Saved entries:
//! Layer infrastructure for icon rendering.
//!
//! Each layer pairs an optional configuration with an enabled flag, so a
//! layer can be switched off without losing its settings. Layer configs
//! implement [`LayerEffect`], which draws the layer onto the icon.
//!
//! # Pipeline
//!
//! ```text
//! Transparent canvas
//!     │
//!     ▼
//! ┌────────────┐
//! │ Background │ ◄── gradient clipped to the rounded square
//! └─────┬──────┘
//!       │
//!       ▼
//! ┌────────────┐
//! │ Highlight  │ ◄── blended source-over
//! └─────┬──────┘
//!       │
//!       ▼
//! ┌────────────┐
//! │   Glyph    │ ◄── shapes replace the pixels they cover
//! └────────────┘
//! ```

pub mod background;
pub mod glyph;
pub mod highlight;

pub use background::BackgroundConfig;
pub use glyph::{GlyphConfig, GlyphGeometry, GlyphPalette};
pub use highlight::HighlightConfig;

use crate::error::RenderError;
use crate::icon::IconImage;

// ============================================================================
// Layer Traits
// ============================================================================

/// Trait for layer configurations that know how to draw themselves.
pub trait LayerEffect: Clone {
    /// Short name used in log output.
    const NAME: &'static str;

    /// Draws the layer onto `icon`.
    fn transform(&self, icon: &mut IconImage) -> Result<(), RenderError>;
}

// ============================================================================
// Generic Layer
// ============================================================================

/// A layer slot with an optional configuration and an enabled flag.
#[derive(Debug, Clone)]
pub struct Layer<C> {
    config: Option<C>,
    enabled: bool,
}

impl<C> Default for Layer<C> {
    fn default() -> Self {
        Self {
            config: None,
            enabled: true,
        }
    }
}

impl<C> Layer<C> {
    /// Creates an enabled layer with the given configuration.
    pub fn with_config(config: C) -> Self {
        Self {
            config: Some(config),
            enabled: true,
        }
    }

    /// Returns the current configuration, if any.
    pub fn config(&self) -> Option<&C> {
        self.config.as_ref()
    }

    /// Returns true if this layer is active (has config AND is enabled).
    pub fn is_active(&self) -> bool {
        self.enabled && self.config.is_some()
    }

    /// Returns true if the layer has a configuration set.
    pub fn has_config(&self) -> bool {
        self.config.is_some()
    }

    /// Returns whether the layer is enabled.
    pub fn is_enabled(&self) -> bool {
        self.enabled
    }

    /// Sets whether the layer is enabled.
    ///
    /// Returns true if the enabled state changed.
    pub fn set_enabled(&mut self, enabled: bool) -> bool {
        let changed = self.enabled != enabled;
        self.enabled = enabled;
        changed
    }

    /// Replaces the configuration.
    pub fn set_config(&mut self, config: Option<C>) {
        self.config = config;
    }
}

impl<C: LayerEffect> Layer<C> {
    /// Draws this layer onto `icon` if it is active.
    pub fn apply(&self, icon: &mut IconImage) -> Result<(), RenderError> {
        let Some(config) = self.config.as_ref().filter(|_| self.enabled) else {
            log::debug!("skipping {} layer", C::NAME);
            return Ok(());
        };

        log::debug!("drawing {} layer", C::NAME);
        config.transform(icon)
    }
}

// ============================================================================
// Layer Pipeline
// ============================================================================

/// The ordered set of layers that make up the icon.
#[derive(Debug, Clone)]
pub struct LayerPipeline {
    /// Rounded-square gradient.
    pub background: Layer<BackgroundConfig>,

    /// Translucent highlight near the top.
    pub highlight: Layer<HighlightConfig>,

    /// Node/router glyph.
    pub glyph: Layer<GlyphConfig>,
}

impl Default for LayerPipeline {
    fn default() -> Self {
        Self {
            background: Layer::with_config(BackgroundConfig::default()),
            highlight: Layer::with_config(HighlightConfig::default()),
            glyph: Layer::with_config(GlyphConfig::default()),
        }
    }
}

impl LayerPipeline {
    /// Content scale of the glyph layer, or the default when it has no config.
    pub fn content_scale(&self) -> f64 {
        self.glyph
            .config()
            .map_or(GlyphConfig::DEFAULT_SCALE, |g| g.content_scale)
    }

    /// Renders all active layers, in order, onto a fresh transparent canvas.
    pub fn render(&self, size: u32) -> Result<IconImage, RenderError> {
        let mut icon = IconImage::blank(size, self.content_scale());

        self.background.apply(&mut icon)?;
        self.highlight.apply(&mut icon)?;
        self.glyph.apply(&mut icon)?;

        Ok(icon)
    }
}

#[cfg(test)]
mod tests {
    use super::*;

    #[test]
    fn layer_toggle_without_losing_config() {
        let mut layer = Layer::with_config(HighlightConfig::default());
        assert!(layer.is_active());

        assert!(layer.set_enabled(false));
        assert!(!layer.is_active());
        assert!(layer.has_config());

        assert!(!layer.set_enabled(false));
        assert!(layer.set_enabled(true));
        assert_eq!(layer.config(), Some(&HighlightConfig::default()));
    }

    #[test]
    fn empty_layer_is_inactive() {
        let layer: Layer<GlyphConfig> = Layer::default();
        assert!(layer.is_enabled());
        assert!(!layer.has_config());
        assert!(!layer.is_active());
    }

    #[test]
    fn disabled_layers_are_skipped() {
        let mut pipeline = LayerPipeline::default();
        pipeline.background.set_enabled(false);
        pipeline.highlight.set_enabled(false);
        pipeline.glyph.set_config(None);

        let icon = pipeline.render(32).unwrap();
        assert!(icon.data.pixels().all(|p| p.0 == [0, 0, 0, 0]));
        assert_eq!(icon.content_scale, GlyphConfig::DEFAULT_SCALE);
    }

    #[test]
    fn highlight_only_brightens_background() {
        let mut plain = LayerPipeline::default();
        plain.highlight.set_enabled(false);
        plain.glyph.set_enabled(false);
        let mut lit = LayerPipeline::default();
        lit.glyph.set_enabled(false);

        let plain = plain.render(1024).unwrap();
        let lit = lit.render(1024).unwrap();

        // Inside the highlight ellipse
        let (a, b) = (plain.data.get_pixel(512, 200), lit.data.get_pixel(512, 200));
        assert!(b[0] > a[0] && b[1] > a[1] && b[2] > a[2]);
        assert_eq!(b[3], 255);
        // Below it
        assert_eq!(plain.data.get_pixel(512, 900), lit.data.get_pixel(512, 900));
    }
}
==
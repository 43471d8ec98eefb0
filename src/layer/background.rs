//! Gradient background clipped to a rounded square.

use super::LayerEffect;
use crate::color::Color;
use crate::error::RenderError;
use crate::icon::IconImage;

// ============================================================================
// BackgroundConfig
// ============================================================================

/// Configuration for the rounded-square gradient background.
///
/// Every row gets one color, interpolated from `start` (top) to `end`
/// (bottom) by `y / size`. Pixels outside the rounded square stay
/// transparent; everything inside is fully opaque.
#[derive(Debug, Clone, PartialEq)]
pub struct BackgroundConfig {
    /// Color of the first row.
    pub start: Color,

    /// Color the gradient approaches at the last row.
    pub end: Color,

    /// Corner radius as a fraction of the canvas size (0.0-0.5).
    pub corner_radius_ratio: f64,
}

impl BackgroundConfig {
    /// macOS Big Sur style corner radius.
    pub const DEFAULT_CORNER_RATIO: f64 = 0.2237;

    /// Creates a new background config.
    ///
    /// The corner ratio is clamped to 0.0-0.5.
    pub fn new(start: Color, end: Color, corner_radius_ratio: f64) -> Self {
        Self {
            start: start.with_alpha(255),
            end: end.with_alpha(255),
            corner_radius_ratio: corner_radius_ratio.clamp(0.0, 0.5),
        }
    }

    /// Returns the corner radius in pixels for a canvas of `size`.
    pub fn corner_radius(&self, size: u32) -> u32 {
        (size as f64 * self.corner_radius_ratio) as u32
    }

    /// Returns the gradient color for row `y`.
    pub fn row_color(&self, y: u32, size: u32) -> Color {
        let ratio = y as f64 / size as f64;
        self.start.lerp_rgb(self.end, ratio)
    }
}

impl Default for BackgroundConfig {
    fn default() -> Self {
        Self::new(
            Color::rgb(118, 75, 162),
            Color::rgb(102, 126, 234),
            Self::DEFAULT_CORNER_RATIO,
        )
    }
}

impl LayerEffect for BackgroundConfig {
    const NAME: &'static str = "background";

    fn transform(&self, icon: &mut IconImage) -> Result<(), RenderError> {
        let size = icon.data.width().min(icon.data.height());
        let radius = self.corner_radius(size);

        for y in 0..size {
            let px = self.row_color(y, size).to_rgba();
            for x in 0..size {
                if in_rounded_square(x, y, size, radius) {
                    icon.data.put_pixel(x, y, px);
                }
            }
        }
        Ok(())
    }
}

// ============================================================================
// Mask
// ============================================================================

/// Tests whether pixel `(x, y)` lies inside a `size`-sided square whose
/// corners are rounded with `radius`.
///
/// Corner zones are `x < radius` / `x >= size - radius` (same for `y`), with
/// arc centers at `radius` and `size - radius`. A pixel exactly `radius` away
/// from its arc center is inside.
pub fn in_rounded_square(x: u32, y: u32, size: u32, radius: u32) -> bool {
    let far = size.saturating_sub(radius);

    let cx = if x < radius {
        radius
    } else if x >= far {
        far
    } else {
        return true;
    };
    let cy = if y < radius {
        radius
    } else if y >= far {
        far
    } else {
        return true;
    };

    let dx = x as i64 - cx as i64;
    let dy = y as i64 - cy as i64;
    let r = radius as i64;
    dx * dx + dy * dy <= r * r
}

Exercise instructions
Only the lines above starting at the one containing "for icon rendering." and ending at the one containing "pub mod glyph;", both included, are to be returned, exactly as they read.

Solution to the exercise
//! Layer infrastructure for icon rendering.
//!
//! Each layer pairs an optional configuration with an enabled flag, so a
//! layer can be switched off without losing its settings. Layer configs
//! implement [`LayerEffect`], which draws the layer onto the icon.
//!
//! # Pipeline
//!
//! ```text
//! Transparent canvas
//!     │
//!     ▼
//! ┌────────────┐
//! │ Background │ ◄── gradient clipped to the rounded square
//! └─────┬──────┘
//!       │
//!       ▼
//! ┌────────────┐
//! │ Highlight  │ ◄── blended source-over
//! └─────┬──────┘
//!       │
//!       ▼
//! ┌────────────┐
//! │   Glyph    │ ◄── shapes replace the pixels they cover
//! └────────────┘
//! ```

pub mod background;
pub mod glyph;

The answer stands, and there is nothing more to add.